While this debate was going in in Charleston, two reports highlighted the challenges faced by suggesting changes away from one channel of knowledge transfer to another without considering multiple channels and an option. On the one side, Deezer reported this week that it was seeing up to 50,000 new tracks A DAY being added to the platform, driven by AI technology enabling all bedroom wannabe rockstars to put music online. Moreover, according to a survey with Ipsos, Deezer said that 97% of people could not tell the difference between AI-generated and real music. Spot any parallels?

While we try to contend with AI slop on the one hand, on the other side, Elsevier reported in its latest Researcher of the Future report that the pressures felt by academics were rising. While just 45% thought they had enough time for research and only a third anticipated any funding increases, fully 68% said the pressure to publish had increased in the last two to three years. Crucially, three-quarters of respondents still felt peer reviewed research was both trustworthy and essential to research integrity.
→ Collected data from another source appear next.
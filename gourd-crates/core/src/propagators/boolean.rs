//! Propagation for the boolean connectives. Every node relates its own 0/1 truth variable to the
//! truth variables of its operands.
use crate::basic_types::Inconsistency;
use crate::basic_types::PropagationStatus;
use crate::engine::variables::VarId;
use crate::engine::VariableStore;

fn fix_if_posted(truth: VarId, posted: bool, store: &mut VariableStore) -> PropagationStatus {
    if posted {
        let _ = store.fix_boolean(truth, true)?;
    }
    Ok(())
}

/// A literal on its own only has something to enforce once posted.
pub(crate) fn propagate_literal(truth: VarId, posted: bool, store: &mut VariableStore) -> PropagationStatus {
    fix_if_posted(truth, posted, store)
}

/// `truth <-> (operands[0] /\ operands[1] /\ ...)`
pub(crate) fn propagate_conjunction(
    operands: &[VarId],
    truth: VarId,
    posted: bool,
    store: &mut VariableStore,
) -> PropagationStatus {
    fix_if_posted(truth, posted, store)?;
    propagate_junction(operands, truth, true, store)
}

/// `truth <-> (operands[0] \/ operands[1] \/ ...)`
pub(crate) fn propagate_disjunction(
    operands: &[VarId],
    truth: VarId,
    posted: bool,
    store: &mut VariableStore,
) -> PropagationStatus {
    fix_if_posted(truth, posted, store)?;
    propagate_junction(operands, truth, false, store)
}

/// Shared propagation of conjunction and disjunction. A disjunction is a conjunction with every
/// value flipped, `neutral` is the value which does not decide the junction on its own (true for
/// a conjunction).
fn propagate_junction(
    operands: &[VarId],
    truth: VarId,
    neutral: bool,
    store: &mut VariableStore,
) -> PropagationStatus {
    match store.boolean_value(truth) {
        Some(value) if value == neutral => {
            for &operand in operands {
                let _ = store.fix_boolean(operand, neutral)?;
            }
            Ok(())
        }
        Some(_) => {
            // at least one operand must take the deciding value
            let mut unassigned = None;
            let mut num_unassigned = 0;
            for &operand in operands {
                match store.boolean_value(operand) {
                    Some(value) if value != neutral => return Ok(()),
                    Some(_) => {}
                    None => {
                        num_unassigned += 1;
                        unassigned = Some(operand);
                    }
                }
            }
            match (num_unassigned, unassigned) {
                (0, _) => Err(Inconsistency::Violated),
                (1, Some(operand)) => {
                    let _ = store.fix_boolean(operand, !neutral)?;
                    Ok(())
                }
                _ => Ok(()),
            }
        }
        None => {
            let mut all_neutral = true;
            for &operand in operands {
                match store.boolean_value(operand) {
                    Some(value) if value != neutral => {
                        let _ = store.fix_boolean(truth, !neutral)?;
                        return Ok(());
                    }
                    Some(_) => {}
                    None => all_neutral = false,
                }
            }
            if all_neutral {
                let _ = store.fix_boolean(truth, neutral)?;
            }
            Ok(())
        }
    }
}

/// `truth <-> !operand`
pub(crate) fn propagate_negation(
    operand: VarId,
    truth: VarId,
    posted: bool,
    store: &mut VariableStore,
) -> PropagationStatus {
    fix_if_posted(truth, posted, store)?;

    if let Some(value) = store.boolean_value(truth) {
        let _ = store.fix_boolean(operand, !value)?;
    } else if let Some(value) = store.boolean_value(operand) {
        let _ = store.fix_boolean(truth, !value)?;
    }
    Ok(())
}

/// `truth <-> (antecedent -> consequent)`
pub(crate) fn propagate_implication(
    antecedent: VarId,
    consequent: VarId,
    truth: VarId,
    posted: bool,
    store: &mut VariableStore,
) -> PropagationStatus {
    fix_if_posted(truth, posted, store)?;

    let antecedent_value = store.boolean_value(antecedent);
    let consequent_value = store.boolean_value(consequent);
    match store.boolean_value(truth) {
        Some(true) => {
            if antecedent_value == Some(true) {
                let _ = store.fix_boolean(consequent, true)?;
            } else if consequent_value == Some(false) {
                let _ = store.fix_boolean(antecedent, false)?;
            }
        }
        Some(false) => {
            let _ = store.fix_boolean(antecedent, true)?;
            let _ = store.fix_boolean(consequent, false)?;
        }
        None => {
            if antecedent_value == Some(false) || consequent_value == Some(true) {
                let _ = store.fix_boolean(truth, true)?;
            } else if antecedent_value == Some(true) && consequent_value == Some(false) {
                let _ = store.fix_boolean(truth, false)?;
            }
        }
    }
    Ok(())
}

/// `truth <-> (left <-> right)`
pub(crate) fn propagate_equivalence(
    left: VarId,
    right: VarId,
    truth: VarId,
    posted: bool,
    store: &mut VariableStore,
) -> PropagationStatus {
    fix_if_posted(truth, posted, store)?;

    match (
        store.boolean_value(truth),
        store.boolean_value(left),
        store.boolean_value(right),
    ) {
        (_, Some(left_value), Some(right_value)) => {
            let _ = store.fix_boolean(truth, left_value == right_value)?;
        }
        (Some(equivalent), Some(left_value), None) => {
            let _ = store.fix_boolean(right, left_value == equivalent)?;
        }
        (Some(equivalent), None, Some(right_value)) => {
            let _ = store.fix_boolean(left, right_value == equivalent)?;
        }
        _ => {}
    }
    Ok(())
}

#[cfg(test)]
mod tests {
    use super::*;
    use crate::engine::variables::DomainSpec;
    use crate::engine::VariableOrigin;

    fn booleans(store: &mut VariableStore, count: usize) -> Vec<VarId> {
        (0..count)
            .map(|_| {
                store
                    .grow_integer(&DomainSpec::boolean(), VariableOrigin::Model)
                    .expect("valid domain")
            })
            .collect()
    }

    #[test]
    fn posted_conjunction_fixes_every_operand() {
        let mut store = VariableStore::default();
        let variables = booleans(&mut store, 3);

        propagate_conjunction(&variables[..2], variables[2], true, &mut store).expect("consistent");

        assert_eq!(store.boolean_value(variables[0]), Some(true));
        assert_eq!(store.boolean_value(variables[1]), Some(true));
    }

    #[test]
    fn false_conjunction_with_one_open_operand_falsifies_it() {
        let mut store = VariableStore::default();
        let variables = booleans(&mut store, 3);
        let _ = store.fix_boolean(variables[0], true).expect("non-empty domain");
        let _ = store.fix_boolean(variables[2], false).expect("non-empty domain");

        propagate_conjunction(&variables[..2], variables[2], false, &mut store)
            .expect("consistent");

        assert_eq!(store.boolean_value(variables[1]), Some(false));
    }

    #[test]
    fn disjunction_becomes_true_once_an_operand_is_true() {
        let mut store = VariableStore::default();
        let variables = booleans(&mut store, 3);
        let _ = store.fix_boolean(variables[1], true).expect("non-empty domain");

        propagate_disjunction(&variables[..2], variables[2], false, &mut store)
            .expect("consistent");

        assert_eq!(store.boolean_value(variables[2]), Some(true));
    }

    #[test]
    fn posted_disjunction_with_all_operands_false_is_violated() {
        let mut store = VariableStore::default();
        let variables = booleans(&mut store, 3);
        let _ = store.fix_boolean(variables[0], false).expect("non-empty domain");
        let _ = store.fix_boolean(variables[1], false).expect("non-empty domain");

        let result = propagate_disjunction(&variables[..2], variables[2], true, &mut store);

        assert_eq!(result, Err(Inconsistency::Violated));
    }

    #[test]
    fn empty_conjunction_is_true() {
        let mut store = VariableStore::default();
        let truth = booleans(&mut store, 1)[0];

        propagate_conjunction(&[], truth, false, &mut store).expect("consistent");

        assert_eq!(store.boolean_value(truth), Some(true));
    }

    #[test]
    fn implication_propagates_forwards_and_backwards() {
        let mut store = VariableStore::default();
        let variables = booleans(&mut store, 3);
        let (antecedent, consequent, truth) = (variables[0], variables[1], variables[2]);
        let _ = store.fix_boolean(consequent, false).expect("non-empty domain");

        propagate_implication(antecedent, consequent, truth, true, &mut store)
            .expect("consistent");

        assert_eq!(store.boolean_value(antecedent), Some(false));
    }

    #[test]
    fn false_implication_fixes_both_sides() {
        let mut store = VariableStore::default();
        let variables = booleans(&mut store, 3);
        let _ = store.fix_boolean(variables[2], false).expect("non-empty domain");

        propagate_implication(variables[0], variables[1], variables[2], false, &mut store)
            .expect("consistent");

        assert_eq!(store.boolean_value(variables[0]), Some(true));
        assert_eq!(store.boolean_value(variables[1]), Some(false));
    }

    #[test]
    fn equivalence_copies_values() {
        let mut store = VariableStore::default();
        let variables = booleans(&mut store, 3);
        let _ = store.fix_boolean(variables[0], false).expect("non-empty domain");

        propagate_equivalence(variables[0], variables[1], variables[2], true, &mut store)
            .expect("consistent");

        assert_eq!(store.boolean_value(variables[1]), Some(false));
    }

    #[test]
    fn negation_fixes_the_truth_from_the_operand() {
        let mut store = VariableStore::default();
        let variables = booleans(&mut store, 2);
        let _ = store.fix_boolean(variables[0], true).expect("non-empty domain");

        propagate_negation(variables[0], variables[1], false, &mut store).expect("consistent");

        assert_eq!(store.boolean_value(variables[1]), Some(false));
    }
}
So, we have some arguing for a move away from traditional articles as the units of research output, at the very same time as the industry sees the looming threat of AI-generated content flooding the knowledge base, while researchers are under increasing pressure to publish more research themselves with fewer resources. While moving ‘beyond the article’ is one answer, it cannot be the only one; an increased focus on high-quality articles, better delineation of research impact, investing more in research funding, and championing serious efforts at changing academic culture all need to be embraced as well. Otherwise, we will all be condemned to read AI slop, as well as listen to it.